Hoe kunnen overheden meer burgergericht procederen?

Hoe kunnen onnodige procedures tussen de overheid en burgers worden voorkomen? En als een procedure nodig is, hoe kan zo burgergericht mogelijk worden geprocedeerd? Er blijkt in de praktijk behoefte aan een drietal instrumenten, namelijk handvatten voor organisatieveranderingen naar een meer burgergerichte behandeling van bezwaarschriften, richtlijnen voor behoorlijk procedeergedrag in (hoger) beroep en een afwegingskader voor het instellen van hoger beroep. Dit blijkt uit onderzoek van Pro Facto en de Rijksuniversiteit Groningen dat in opdracht van het WODC is uitgevoerd.

Procedures in het bestuursrecht, zoals het bezwaar maken tegen het intrekken van een uitkering, zijn voor burgers regelmatig een teleurstellende ervaring. Niet alleen de uitkomst van een procedure, maar ook de wijze waarop deze wordt gevoerd, is van invloed op het vertrouwen tussen burger en overheid. De Toeslagenaffaire heeft laten zien hoe het met procedures van de overheid mis kan gaan. Hoe kunnen vertegenwoordigers van de overheid bij hun interactie met burgers worden ondersteund, zodat onnodige procedures kunnen worden voorkomen, en hoe kunnen overheden meer burgergericht procederen? Dat is onderzocht door middel van vier sessies met professionals uit het veld. Daaruit bleek behoefte aan een drietal instrumenten.

Handvatten voor organisatieverandering

Veel overheden zijn al bezig met een meer burgergerichte behandeling van bezwaarschriften. Waar dit niet lukt, komt dat vooral doordat bezwaarbehandelaars onvoldoende door de organisatie worden ondersteund of gestimuleerd. Daarom bestaat er behoefte aan een instrument dat overheidsorganisaties handvatten biedt om een verandering in te zetten naar een meer burgergerichte organisatie. Dit instrument richt zich vooral op het bestuur en management van een overheidsorganisatie.

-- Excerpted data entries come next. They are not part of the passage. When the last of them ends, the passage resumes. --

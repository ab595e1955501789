//! Appointment checkout.
//!
//! voucher → complete → voucher usage → customer visit stats → finance
//! income → loyalty points, in one unit of work. Versioned updates run
//! before the inserts, so a concurrent checkout or voucher redemption fails
//! before anything is appended.

use chrono::{DateTime, Utc};
use serde::Serialize;

use salonbook_appointments::Appointment;
use salonbook_core::{DomainError, Money, OwnerId, RecordId};
use salonbook_customers::Customer;
use salonbook_finance::{FinanceTransaction, TransactionDraft, TransactionKind};
use salonbook_loyalty::{PointsAdjustment, PointsEntry, Voucher, points_for_spend};

use super::WorkflowResult;
use crate::repository::{ListQuery, Repository};
use crate::stores::Stores;

pub const TOUCHES: &[&str] = &["appointments", "finance_transactions", "vouchers", "customers", "points"];

/// Finance category for appointment revenue.
pub const SERVICES_CATEGORY: &str = "services";

#[derive(Debug, Clone, Serialize)]
pub struct CheckoutReceipt {
    pub appointment: Appointment,
    pub transaction: Option<FinanceTransaction>,
    pub voucher: Option<Voucher>,
    pub points: Option<PointsEntry>,
}

async fn find_voucher(stores: &Stores, owner: OwnerId, code: &str) -> WorkflowResult<Voucher> {
    let page = stores
        .vouchers
        .list(owner, &ListQuery::new().filter("code", code))
        .await?;
    page.items
        .into_iter()
        .next()
        .ok_or_else(|| DomainError::invariant(format!("voucher {code} does not exist")).into())
}

#[tracing::instrument(skip(stores), fields(owner_id = %owner, appointment_id = %id), err)]
pub async fn complete_appointment(
    stores: &Stores,
    owner: OwnerId,
    id: RecordId,
    at: DateTime<Utc>,
) -> WorkflowResult<CheckoutReceipt> {
    let tx = stores.begin().await?;
    let s = tx.stores();
    let mut appt = s.appointments.require(owner, id).await?;

    let mut voucher = match appt.voucher_code.clone() {
        Some(code) => Some(find_voucher(s, owner, &code).await?),
        None => None,
    };
    let discount = match &voucher {
        Some(v) => v.discount_for(appt.subtotal, at)?,
        None => Money::ZERO,
    };
    appt.complete(discount, at)?;

    let transaction = if appt.total.is_zero() {
        None
    } else {
        Some(FinanceTransaction::create(
            owner,
            TransactionDraft {
                kind: TransactionKind::Income,
                category: SERVICES_CATEGORY.to_string(),
                amount: appt.total,
                occurred_on: at.date_naive(),
                description: Some(format!(
                    "{} ({})",
                    appt.lines.iter().map(|l| l.name.as_str()).collect::<Vec<_>>().join(", "),
                    appt.id
                )),
                reference: Some(appt.id.to_string()),
            },
            at,
        )?)
    };

    let settings = s.settings_for(owner).await?;
    let mut customer: Option<Customer> = s.customers.get(owner, appt.customer_id).await?;
    let mut points = None;
    if let Some(c) = customer.as_mut() {
        c.record_visit(appt.total, at)?;
        let earned = points_for_spend(appt.total, settings.points_per_currency_unit);
        if earned > 0 {
            let entry = PointsEntry::post(
                owner,
                c.points_balance,
                PointsAdjustment {
                    customer_id: c.id,
                    delta: earned,
                    reason: "visit".to_string(),
                    reference: Some(appt.id.to_string()),
                },
                at,
            )?;
            c.points_balance = entry.balance_after;
            points = Some(entry);
        }
    } else {
        tracing::warn!(customer_id = %appt.customer_id, "customer missing at checkout; skipping visit stats");
    }

    let appointment = s.appointments.update(appt).await?;
    if let Some(v) = voucher.as_mut() {
        v.record_use(at);
        *v = s.vouchers.update(v.clone()).await?;
    }
    if let Some(c) = customer {
        s.customers.update(c).await?;
    }
    let transaction = match transaction {
        Some(t) => Some(s.finance.insert(t).await?),
        None => None,
    };
    let points = match points {
        Some(p) => Some(s.points.insert(p).await?),
        None => None,
    };
    tx.commit().await?;

    tracing::info!(total = %appointment.total, "appointment checked out");
    Ok(CheckoutReceipt {
        appointment,
        transaction,
        voucher,
        points,
    })
}

#[cfg(test)]
mod tests {
    use super::*;
    use chrono::{Duration, TimeZone};
    use salonbook_appointments::{AppointmentDraft, AppointmentStatus};
    use salonbook_catalog::{ServiceDraft, ServiceItem};
    use salonbook_customers::CustomerDraft;
    use salonbook_loyalty::{VoucherDraft, VoucherKind};
    use salonbook_settings::SettingsUpdate;

    use crate::workflows::{WorkflowError, book_appointment};

    fn at() -> DateTime<Utc> {
        Utc.with_ymd_and_hms(2026, 6, 1, 9, 0, 0).unwrap()
    }

    async fn seed(stores: &Stores, owner: OwnerId, voucher_code: Option<&str>) -> Appointment {
        let customer = Customer::create(owner, CustomerDraft { name: "Thu".into(), ..Default::default() }, at()).unwrap();
        stores.customers.insert(customer.clone()).await.unwrap();
        let service = ServiceItem::create(
            owner,
            ServiceDraft {
                name: "Cut".into(),
                category: None,
                description: None,
                duration_minutes: 45,
                price: Money::new(25_000).unwrap(),
                active: true,
            },
            at(),
        )
        .unwrap();
        stores.services.insert(service.clone()).await.unwrap();

        book_appointment(
            stores,
            owner,
            AppointmentDraft {
                customer_id: customer.id,
                staff_id: None,
                service_ids: vec![service.id],
                start_at: at(),
                end_at: None,
                voucher_code: voucher_code.map(str::to_string),
                notes: None,
            },
            at(),
        )
        .await
        .unwrap()
    }

    #[tokio::test]
    async fn checkout_records_income_visit_and_points() {
        let stores = Stores::in_memory();
        let owner = OwnerId::new();
        let mut settings = stores.settings_for(owner).await.unwrap();
        settings
            .apply_update(SettingsUpdate { points_per_currency_unit: Some(1000), ..Default::default() }, at())
            .unwrap();
        stores.save_settings(settings).await.unwrap();

        let appt = seed(&stores, owner, None).await;
        let receipt = complete_appointment(&stores, owner, appt.id, at() + Duration::hours(1)).await.unwrap();

        assert_eq!(receipt.appointment.status, AppointmentStatus::Completed);
        let tx = receipt.transaction.unwrap();
        assert_eq!(tx.amount.amount(), 25_000);
        assert_eq!(tx.category, "services");
        assert_eq!(tx.reference, Some(appt.id.to_string()));
        assert_eq!(receipt.points.unwrap().delta, 25);

        let customer = stores.customers.require(owner, appt.customer_id).await.unwrap();
        assert_eq!(customer.visit_count, 1);
        assert_eq!(customer.points_balance, 25);
        assert_eq!(customer.total_spent.amount(), 25_000);
    }

    #[tokio::test]
    async fn voucher_discount_and_usage() {
        let stores = Stores::in_memory();
        let owner = OwnerId::new();
        let voucher = Voucher::create(
            owner,
            VoucherDraft {
                code: "VIP20".into(),
                description: None,
                kind: VoucherKind::Percentage,
                value: 20,
                min_spend: Money::ZERO,
                valid_from: None,
                valid_until: None,
                max_uses: Some(1),
            },
            at(),
        )
        .unwrap();
        stores.vouchers.insert(voucher).await.unwrap();

        let appt = seed(&stores, owner, Some("vip20")).await;
        let receipt = complete_appointment(&stores, owner, appt.id, at()).await.unwrap();
        assert_eq!(receipt.appointment.discount.amount(), 5_000);
        assert_eq!(receipt.appointment.total.amount(), 20_000);
        assert_eq!(receipt.voucher.unwrap().used_count, 1);

        // Second use is over the cap and nothing is written.
        let second = seed(&stores, owner, Some("VIP20")).await;
        let err = complete_appointment(&stores, owner, second.id, at()).await.unwrap_err();
        assert!(matches!(err, WorkflowError::Domain(DomainError::InvariantViolation(_))));
        let still = stores.appointments.require(owner, second.id).await.unwrap();
        assert_eq!(still.status, AppointmentStatus::Booked);
    }

    #[tokio::test]
    async fn completing_twice_is_rejected() {
        let stores = Stores::in_memory();
        let owner = OwnerId::new();
        let appt = seed(&stores, owner, None).await;
        complete_appointment(&stores, owner, appt.id, at()).await.unwrap();
        let err = complete_appointment(&stores, owner, appt.id, at()).await.unwrap_err();
        assert!(matches!(err, WorkflowError::Domain(DomainError::InvariantViolation(_))));

        let finance = stores.finance.list(owner, &ListQuery::new()).await.unwrap();
        assert_eq!(finance.total, 1);
    }

    #[tokio::test]
    async fn concurrent_checkouts_complete_once() {
        let stores = Stores::in_memory();
        let owner = OwnerId::new();
        let appt = seed(&stores, owner, None).await;

        let (a, b) = tokio::join!(
            complete_appointment(&stores, owner, appt.id, at()),
            complete_appointment(&stores, owner, appt.id, at()),
        );
        assert_eq!(a.is_ok() as u8 + b.is_ok() as u8, 1);

        let finance = stores.finance.list(owner, &ListQuery::new()).await.unwrap();
        assert_eq!(finance.total, 1);
        let customer = stores.customers.require(owner, appt.customer_id).await.unwrap();
        assert_eq!(customer.visit_count, 1);
    }

    #[tokio::test]
    async fn other_owner_cannot_check_out() {
        let stores = Stores::in_memory();
        let owner = OwnerId::new();
        let appt = seed(&stores, owner, None).await;
        let err = complete_appointment(&stores, OwnerId::new(), appt.id, at()).await.unwrap_err();
        assert_eq!(err, WorkflowError::Repository(crate::repository::RepositoryError::NotFound));
    }
}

Richtlijnen procedeergedrag

Over wat in (hoger) beroep als behoorlijk procedeergedrag wordt gezien, bestaat nog geen volledige duidelijkheid. Er is (nog) weinig onderzoek verricht naar wat het best werkt (best practices) in (hoger) beroep. Wel waren de betrokken professionals bij de sessies het eens over een set gedragsnormen die altijd zouden moeten worden nageleefd. Dan gaat het bijvoorbeeld over de goede overdracht tussen bezwaarbehandelaar en de vertegenwoordiger in beroep, een professionele houding tijdens de zitting en het geven van duidelijke mondelinge uitleg aan de betreffende burger.

Rechtzaak
Beeld: ©Rijksoverheid

Afwegingskader hoger beroep

Een hoger beroep zaak kan een grote impact hebben op burgers, die langer in onzekerheid worden gehouden. Overheden zouden daarom terughoudend dienen te zijn met het instellen daarvan. Een afwegingskader over wanneer wel of niet een hoger beroep in te stellen, kan daarbij helpen. Dat afwegingskader zou moeten bestaan uit instructies voor de belangenafweging en voorschriften voor de procedure die gevolgd moet worden.

Hoe nu verder?

De grootste opgave ligt waarschijnlijk op het gebied van het stimuleren van organisatieverandering. Dat kan bijvoorbeeld door een campagne waarbij overheden worden gestimuleerd om een visie op te stellen over burgergericht procederen. Of door het ontwikkelen van een centrale en toegankelijke kennisbank met best practices op dit gebied. Ook wordt aangeraden om onderzoek te doen naar waarom behoorlijk procedeergedrag bij sommige organisaties niet van de grond komt en bij andere juist wel. De rijksoverheid kan hierin het initiatief nemen.

Voor wat betreft procedeergedrag in (hoger) beroep kan de rijksoverheid richtlijnen opstellen en deze actief delen met andere overheden. Hierbij kunnen de eerder genoemde gedragsnormen worden opgenomen. Daarnaast wordt aanbevolen om nader onderzoek te laten doen naar best practices in (hoger) beroep.

Op rijksniveau zou er op korte termijn een model-beleidsregel kunnen worden opgesteld voor het instellen van hoger beroep. Deze zou via ministeries bij uitvoeringsorganisaties en via bijvoorbeeld de VNG bij decentrale overheden verspreid kunnen worden. Overheden kunnen deze model-beleidsregel als uitgangspunt gebruiken en vervolgens aanpassen aan hun eigen organisatiewensen.